ACTIVITY -> Search the entries below for "struct" and copy each matching line.

EXTRACTED INFORMATION ->

────

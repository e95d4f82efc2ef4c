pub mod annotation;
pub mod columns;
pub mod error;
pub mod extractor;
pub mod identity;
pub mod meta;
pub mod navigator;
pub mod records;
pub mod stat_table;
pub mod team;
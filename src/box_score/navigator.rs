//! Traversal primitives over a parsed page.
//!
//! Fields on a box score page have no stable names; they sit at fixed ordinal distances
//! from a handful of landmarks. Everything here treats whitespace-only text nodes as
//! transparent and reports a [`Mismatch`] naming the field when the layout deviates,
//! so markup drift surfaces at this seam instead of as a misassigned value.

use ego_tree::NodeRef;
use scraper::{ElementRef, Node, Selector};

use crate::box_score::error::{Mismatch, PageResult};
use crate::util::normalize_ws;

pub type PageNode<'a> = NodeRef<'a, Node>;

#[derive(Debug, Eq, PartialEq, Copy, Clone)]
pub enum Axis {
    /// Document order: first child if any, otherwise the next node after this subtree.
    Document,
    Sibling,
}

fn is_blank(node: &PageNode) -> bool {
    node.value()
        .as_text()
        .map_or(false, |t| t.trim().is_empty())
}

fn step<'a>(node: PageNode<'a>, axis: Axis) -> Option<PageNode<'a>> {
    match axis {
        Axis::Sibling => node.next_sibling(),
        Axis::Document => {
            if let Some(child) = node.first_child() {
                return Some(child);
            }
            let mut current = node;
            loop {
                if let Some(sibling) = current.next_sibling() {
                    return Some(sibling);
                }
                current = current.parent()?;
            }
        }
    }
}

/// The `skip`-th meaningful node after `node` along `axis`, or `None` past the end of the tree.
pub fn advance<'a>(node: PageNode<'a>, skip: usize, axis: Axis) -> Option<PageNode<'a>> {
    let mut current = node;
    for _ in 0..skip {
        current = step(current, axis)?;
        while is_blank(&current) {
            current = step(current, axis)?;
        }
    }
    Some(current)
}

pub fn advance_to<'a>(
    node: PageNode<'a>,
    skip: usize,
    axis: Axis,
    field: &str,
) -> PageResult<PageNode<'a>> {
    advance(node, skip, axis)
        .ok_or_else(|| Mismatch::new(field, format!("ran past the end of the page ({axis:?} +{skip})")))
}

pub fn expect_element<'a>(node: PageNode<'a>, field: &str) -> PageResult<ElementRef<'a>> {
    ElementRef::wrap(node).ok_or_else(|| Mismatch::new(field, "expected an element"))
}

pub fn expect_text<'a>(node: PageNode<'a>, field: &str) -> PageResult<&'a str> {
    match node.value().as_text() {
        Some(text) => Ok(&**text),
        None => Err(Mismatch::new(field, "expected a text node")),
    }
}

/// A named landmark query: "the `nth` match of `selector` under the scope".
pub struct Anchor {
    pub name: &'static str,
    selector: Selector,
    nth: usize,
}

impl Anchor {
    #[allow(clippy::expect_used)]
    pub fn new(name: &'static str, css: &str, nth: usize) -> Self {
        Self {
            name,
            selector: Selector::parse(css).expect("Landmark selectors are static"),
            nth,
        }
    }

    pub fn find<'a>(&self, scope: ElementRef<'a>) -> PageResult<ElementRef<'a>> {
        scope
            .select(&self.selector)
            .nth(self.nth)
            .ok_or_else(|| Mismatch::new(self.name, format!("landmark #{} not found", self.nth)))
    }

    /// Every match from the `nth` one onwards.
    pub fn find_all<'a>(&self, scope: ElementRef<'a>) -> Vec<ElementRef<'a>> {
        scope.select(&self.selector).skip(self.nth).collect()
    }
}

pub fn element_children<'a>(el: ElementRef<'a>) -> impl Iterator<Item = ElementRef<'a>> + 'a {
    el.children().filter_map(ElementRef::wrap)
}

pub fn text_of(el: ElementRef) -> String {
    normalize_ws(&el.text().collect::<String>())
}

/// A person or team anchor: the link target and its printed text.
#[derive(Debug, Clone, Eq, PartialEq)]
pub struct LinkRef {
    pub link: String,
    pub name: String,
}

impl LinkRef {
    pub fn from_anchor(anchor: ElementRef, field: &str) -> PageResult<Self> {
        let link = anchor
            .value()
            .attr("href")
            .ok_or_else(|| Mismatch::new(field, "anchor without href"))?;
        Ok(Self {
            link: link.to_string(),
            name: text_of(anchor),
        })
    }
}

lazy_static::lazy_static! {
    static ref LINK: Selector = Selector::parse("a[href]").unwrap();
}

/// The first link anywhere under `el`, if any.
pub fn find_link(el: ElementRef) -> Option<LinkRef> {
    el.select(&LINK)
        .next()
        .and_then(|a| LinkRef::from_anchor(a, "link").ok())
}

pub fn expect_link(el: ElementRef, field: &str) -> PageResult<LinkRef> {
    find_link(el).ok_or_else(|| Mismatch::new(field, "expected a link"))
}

────

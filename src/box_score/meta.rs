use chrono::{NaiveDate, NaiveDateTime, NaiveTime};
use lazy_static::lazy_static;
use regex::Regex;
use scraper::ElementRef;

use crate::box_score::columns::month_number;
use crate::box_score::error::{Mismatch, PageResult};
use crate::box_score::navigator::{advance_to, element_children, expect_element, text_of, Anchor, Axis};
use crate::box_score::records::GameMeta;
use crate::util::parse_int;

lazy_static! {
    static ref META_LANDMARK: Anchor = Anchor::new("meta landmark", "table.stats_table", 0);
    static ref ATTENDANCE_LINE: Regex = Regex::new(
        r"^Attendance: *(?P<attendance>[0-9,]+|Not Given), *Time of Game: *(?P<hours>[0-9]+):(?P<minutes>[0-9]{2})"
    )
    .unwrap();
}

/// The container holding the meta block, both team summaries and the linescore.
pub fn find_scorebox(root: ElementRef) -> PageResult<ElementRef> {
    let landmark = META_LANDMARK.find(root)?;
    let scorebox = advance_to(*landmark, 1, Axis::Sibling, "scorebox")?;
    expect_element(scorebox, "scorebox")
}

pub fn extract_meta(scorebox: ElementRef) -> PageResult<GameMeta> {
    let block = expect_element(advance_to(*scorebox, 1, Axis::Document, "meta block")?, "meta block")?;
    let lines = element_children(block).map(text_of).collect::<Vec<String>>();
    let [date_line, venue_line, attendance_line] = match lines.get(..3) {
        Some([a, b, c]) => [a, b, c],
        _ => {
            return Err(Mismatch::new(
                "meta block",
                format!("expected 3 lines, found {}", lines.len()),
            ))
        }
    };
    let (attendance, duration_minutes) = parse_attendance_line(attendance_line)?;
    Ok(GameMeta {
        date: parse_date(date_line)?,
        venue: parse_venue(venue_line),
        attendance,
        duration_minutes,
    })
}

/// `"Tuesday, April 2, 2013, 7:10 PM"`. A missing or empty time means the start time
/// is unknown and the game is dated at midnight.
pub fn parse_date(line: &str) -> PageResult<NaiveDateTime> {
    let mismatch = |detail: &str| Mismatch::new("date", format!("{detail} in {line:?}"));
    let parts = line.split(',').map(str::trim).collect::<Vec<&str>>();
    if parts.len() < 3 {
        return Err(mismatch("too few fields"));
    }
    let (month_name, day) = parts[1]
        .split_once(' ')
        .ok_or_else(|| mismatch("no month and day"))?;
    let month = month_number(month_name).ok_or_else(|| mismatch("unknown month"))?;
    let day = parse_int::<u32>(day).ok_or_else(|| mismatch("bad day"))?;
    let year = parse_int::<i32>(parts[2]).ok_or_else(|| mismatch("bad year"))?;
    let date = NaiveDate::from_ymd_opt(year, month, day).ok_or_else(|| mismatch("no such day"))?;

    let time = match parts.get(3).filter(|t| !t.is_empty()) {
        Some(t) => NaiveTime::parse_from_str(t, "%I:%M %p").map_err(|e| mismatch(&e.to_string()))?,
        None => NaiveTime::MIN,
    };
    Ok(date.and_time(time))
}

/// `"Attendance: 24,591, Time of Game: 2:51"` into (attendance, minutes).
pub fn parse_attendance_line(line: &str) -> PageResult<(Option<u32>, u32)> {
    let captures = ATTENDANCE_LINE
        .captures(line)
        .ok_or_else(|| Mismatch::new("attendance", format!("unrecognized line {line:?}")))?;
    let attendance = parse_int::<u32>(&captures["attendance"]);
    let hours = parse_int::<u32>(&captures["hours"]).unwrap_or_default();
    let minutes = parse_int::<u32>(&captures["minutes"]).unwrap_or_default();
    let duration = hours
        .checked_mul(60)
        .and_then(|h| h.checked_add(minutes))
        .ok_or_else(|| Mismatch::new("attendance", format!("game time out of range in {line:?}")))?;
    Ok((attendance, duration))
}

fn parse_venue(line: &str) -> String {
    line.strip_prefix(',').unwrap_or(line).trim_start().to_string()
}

────

COMPLETED EXERCISE ->
pub struct Anchor {
pub struct LinkRef {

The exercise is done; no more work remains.